Exercise description ::
Count the lines in the records below that contain the word "rebuilt", and give that figure alone.

(Stored entries)
↓↓↓

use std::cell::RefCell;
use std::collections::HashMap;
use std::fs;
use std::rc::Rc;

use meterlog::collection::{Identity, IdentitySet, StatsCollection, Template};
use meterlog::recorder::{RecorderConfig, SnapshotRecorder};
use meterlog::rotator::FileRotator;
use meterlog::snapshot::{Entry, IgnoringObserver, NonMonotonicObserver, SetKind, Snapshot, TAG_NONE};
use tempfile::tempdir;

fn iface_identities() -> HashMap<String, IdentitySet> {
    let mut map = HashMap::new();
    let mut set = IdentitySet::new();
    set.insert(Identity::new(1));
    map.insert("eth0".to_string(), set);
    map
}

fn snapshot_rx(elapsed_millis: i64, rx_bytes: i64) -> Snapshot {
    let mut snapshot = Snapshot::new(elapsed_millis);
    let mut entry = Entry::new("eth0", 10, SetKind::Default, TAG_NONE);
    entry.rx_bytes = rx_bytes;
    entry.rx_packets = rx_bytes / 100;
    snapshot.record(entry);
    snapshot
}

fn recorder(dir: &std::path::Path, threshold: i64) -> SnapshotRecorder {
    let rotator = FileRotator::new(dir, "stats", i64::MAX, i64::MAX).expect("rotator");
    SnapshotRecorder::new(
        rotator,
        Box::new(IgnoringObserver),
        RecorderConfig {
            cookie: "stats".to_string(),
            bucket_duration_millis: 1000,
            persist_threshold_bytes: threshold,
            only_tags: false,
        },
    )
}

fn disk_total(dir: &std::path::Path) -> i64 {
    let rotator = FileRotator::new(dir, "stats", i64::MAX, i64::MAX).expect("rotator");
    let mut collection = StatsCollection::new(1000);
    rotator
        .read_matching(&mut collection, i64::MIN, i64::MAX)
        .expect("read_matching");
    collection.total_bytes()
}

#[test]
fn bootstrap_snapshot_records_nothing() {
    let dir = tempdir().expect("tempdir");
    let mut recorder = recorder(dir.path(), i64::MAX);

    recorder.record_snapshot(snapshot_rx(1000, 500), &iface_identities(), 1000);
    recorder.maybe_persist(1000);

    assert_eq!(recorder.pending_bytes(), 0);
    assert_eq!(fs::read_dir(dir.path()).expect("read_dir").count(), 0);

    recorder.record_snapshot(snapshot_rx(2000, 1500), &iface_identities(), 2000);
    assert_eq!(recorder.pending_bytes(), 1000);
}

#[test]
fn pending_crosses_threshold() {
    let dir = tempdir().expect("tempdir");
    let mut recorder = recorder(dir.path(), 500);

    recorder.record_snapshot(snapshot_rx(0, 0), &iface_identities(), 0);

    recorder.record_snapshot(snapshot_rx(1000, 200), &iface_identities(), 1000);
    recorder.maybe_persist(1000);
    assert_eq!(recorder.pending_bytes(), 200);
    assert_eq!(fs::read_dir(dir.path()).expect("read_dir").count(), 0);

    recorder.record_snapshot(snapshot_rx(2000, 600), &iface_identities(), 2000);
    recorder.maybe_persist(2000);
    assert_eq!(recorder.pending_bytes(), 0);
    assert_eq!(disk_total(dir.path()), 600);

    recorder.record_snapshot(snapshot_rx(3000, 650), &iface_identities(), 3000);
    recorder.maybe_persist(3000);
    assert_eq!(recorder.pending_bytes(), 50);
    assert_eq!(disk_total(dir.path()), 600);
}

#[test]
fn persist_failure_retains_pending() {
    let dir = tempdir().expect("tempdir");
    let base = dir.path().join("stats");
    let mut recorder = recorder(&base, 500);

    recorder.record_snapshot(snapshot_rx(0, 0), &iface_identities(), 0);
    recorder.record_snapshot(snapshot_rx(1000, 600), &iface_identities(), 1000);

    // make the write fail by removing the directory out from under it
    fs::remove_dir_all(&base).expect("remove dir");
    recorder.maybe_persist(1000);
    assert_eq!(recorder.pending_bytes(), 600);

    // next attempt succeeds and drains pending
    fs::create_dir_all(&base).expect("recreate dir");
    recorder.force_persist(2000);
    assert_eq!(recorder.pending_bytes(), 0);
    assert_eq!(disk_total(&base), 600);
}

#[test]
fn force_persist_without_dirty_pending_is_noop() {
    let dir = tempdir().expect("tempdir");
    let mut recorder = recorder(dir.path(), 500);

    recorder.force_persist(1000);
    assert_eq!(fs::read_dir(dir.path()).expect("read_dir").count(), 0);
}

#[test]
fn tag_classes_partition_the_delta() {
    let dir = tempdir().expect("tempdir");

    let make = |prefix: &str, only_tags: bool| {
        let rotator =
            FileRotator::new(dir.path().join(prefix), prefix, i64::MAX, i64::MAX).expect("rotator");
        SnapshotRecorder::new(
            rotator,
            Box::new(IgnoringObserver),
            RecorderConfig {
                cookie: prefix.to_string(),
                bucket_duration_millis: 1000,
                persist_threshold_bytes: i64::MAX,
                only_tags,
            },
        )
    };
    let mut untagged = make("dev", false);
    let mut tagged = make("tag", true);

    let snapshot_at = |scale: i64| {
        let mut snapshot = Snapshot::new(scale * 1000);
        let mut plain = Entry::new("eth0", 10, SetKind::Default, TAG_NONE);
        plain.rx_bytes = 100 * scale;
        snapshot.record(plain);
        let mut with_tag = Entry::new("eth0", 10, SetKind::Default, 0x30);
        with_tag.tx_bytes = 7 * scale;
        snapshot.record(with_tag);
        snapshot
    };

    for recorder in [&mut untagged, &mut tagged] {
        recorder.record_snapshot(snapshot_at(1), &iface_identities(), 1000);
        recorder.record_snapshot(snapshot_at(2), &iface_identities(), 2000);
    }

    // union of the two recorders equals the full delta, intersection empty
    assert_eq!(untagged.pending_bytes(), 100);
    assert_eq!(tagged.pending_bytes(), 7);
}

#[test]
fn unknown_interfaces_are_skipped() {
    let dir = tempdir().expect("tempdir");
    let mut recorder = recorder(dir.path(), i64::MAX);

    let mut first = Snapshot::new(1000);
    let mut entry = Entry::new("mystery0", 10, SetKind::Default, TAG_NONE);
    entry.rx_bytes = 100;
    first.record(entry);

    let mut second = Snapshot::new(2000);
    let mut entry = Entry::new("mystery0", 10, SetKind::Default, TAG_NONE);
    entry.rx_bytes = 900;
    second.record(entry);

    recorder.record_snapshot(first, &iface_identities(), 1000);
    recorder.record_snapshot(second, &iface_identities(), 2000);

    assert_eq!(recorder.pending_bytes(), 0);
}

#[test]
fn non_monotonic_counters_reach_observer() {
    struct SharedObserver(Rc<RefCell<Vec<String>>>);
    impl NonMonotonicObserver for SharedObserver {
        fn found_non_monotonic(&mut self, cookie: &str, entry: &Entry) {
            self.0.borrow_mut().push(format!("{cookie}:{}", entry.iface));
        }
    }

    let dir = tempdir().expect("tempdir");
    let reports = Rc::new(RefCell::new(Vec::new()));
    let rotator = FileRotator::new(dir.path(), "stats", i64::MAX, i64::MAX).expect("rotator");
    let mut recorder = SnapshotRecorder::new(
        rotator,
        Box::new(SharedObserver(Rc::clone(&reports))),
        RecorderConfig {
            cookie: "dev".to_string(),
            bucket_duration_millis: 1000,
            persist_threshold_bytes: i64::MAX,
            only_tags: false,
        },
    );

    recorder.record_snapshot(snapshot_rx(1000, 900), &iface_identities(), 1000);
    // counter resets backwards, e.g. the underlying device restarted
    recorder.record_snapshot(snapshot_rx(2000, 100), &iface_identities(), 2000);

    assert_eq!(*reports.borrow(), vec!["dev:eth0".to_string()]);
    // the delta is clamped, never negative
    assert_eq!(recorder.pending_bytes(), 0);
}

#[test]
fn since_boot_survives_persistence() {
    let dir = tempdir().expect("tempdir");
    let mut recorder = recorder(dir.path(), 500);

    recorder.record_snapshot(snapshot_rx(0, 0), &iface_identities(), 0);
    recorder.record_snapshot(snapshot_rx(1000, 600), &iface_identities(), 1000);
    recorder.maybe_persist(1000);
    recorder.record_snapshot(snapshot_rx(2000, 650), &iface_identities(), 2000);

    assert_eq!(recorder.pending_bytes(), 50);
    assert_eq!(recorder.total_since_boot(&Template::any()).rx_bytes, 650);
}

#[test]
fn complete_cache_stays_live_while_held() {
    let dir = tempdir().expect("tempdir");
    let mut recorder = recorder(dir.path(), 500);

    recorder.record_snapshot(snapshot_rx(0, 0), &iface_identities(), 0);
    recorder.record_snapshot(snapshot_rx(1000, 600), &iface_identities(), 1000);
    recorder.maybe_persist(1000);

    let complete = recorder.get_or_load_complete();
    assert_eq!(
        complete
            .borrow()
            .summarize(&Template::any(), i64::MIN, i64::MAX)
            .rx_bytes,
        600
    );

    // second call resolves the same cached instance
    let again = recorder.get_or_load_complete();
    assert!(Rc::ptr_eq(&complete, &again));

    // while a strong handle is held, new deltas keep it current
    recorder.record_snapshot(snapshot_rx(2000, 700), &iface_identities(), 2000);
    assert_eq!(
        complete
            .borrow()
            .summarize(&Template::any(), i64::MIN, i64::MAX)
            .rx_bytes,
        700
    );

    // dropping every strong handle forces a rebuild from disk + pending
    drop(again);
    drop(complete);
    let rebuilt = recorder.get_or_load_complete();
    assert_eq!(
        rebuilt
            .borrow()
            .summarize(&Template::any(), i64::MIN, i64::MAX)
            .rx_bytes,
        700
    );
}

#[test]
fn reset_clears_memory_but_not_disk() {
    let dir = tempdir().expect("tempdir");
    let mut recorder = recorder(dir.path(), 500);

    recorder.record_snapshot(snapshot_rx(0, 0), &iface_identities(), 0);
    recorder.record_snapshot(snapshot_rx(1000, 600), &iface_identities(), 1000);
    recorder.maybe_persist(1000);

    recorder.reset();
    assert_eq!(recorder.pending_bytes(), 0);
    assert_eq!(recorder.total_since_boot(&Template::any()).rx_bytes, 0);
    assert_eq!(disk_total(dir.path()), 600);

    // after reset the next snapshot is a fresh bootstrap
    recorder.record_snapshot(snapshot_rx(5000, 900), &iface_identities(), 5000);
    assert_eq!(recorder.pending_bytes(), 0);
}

↑↑↑

Solution for this exercise ::
2